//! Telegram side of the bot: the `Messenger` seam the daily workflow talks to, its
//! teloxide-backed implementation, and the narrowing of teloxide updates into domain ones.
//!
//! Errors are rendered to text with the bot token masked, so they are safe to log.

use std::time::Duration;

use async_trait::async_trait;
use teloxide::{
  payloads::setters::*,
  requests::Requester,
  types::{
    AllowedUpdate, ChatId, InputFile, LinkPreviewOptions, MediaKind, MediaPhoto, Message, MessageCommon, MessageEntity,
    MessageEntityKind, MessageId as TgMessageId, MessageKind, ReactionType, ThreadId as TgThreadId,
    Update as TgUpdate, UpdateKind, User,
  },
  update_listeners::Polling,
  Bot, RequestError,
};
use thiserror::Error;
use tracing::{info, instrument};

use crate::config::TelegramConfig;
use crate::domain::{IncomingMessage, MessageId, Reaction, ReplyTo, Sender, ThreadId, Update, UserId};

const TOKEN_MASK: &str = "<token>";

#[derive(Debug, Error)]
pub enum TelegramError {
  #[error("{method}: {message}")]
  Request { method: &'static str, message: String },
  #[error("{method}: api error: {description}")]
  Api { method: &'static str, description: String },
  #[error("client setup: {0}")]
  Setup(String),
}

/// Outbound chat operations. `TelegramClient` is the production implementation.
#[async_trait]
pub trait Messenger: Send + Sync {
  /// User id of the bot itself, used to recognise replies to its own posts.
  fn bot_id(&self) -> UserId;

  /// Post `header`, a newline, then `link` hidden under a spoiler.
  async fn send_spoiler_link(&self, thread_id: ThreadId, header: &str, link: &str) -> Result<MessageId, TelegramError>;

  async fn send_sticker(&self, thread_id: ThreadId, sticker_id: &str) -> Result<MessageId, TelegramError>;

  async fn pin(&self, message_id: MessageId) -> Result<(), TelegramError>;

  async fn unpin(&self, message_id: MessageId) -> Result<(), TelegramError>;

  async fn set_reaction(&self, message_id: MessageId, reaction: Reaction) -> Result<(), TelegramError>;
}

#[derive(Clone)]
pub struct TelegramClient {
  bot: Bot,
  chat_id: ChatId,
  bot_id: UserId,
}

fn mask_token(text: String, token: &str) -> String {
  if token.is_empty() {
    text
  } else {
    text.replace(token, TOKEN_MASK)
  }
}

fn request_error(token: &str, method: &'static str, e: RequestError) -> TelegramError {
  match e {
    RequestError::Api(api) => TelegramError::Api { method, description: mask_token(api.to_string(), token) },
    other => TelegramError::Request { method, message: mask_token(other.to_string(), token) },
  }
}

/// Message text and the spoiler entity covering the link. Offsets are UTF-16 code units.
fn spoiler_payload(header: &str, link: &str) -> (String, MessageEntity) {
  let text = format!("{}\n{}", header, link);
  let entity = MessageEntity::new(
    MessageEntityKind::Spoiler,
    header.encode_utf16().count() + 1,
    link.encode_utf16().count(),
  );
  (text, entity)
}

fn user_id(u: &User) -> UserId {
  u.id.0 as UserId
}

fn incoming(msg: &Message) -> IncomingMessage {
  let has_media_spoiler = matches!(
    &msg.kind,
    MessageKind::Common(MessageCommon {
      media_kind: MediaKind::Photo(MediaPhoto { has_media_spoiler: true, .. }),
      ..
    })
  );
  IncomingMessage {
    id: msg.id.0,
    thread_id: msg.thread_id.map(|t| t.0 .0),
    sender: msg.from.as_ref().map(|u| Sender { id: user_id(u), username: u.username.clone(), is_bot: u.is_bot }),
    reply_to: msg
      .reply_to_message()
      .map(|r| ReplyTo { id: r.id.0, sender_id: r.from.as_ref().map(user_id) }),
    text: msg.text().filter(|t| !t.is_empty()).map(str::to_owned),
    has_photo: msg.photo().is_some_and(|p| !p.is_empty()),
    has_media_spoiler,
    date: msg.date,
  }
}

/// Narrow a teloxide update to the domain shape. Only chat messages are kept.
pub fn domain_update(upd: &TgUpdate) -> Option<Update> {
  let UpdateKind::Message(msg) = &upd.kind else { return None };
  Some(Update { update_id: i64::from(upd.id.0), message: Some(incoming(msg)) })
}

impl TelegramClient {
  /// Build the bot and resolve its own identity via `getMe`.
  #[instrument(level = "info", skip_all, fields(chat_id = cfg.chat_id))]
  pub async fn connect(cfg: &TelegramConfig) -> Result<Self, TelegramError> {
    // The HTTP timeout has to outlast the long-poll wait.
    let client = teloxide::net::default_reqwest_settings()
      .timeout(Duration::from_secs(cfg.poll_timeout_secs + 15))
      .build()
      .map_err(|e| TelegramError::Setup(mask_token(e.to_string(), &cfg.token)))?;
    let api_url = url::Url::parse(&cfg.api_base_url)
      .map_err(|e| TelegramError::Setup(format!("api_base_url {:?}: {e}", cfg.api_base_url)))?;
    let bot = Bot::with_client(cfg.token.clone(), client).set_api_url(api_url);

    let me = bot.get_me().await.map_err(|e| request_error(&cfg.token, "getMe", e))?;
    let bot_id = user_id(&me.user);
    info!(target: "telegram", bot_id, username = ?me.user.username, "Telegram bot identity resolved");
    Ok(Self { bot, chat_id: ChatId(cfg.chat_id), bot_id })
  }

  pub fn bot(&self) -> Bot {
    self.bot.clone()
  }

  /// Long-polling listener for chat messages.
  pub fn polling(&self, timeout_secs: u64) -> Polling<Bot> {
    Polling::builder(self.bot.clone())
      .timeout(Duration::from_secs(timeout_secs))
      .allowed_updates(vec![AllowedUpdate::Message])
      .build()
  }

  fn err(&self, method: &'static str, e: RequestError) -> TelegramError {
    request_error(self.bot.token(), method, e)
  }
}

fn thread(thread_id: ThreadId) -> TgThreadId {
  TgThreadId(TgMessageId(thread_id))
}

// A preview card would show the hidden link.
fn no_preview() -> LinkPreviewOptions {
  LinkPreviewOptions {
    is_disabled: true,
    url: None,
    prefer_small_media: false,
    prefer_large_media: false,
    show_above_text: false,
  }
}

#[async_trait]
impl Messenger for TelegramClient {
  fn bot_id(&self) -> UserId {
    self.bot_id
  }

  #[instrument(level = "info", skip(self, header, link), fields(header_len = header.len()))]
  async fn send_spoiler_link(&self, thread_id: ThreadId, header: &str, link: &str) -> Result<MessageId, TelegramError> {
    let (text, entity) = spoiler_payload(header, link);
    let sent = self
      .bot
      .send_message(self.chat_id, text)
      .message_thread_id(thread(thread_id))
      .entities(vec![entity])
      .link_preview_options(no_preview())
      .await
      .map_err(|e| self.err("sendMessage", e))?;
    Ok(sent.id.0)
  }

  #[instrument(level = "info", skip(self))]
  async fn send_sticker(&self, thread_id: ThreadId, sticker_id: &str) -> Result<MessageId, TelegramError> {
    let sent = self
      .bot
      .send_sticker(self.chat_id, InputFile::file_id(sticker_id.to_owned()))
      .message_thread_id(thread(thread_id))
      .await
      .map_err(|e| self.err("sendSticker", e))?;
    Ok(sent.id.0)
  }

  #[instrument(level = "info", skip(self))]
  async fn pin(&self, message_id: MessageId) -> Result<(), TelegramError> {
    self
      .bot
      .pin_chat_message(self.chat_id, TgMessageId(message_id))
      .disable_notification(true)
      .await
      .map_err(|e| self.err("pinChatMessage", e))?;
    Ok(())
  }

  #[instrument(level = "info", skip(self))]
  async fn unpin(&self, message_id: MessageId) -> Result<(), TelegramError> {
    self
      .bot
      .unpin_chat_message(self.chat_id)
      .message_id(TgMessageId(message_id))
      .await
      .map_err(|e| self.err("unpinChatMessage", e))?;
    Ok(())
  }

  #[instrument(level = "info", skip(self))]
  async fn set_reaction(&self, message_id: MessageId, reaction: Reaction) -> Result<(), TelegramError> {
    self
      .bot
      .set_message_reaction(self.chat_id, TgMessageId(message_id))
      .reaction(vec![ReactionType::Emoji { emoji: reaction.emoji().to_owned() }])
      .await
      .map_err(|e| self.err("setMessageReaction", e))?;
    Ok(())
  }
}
****
Activity: Go through the listing above and copy each line where the string "MediaKind" appears.

Task result:
    AllowedUpdate, ChatId, InputFile, LinkPreviewOptions, MediaKind, MediaPhoto, Message, MessageCommon, MessageEntity,
      media_kind: MediaKind::Photo(MediaPhoto { has_media_spoiler: true, .. }),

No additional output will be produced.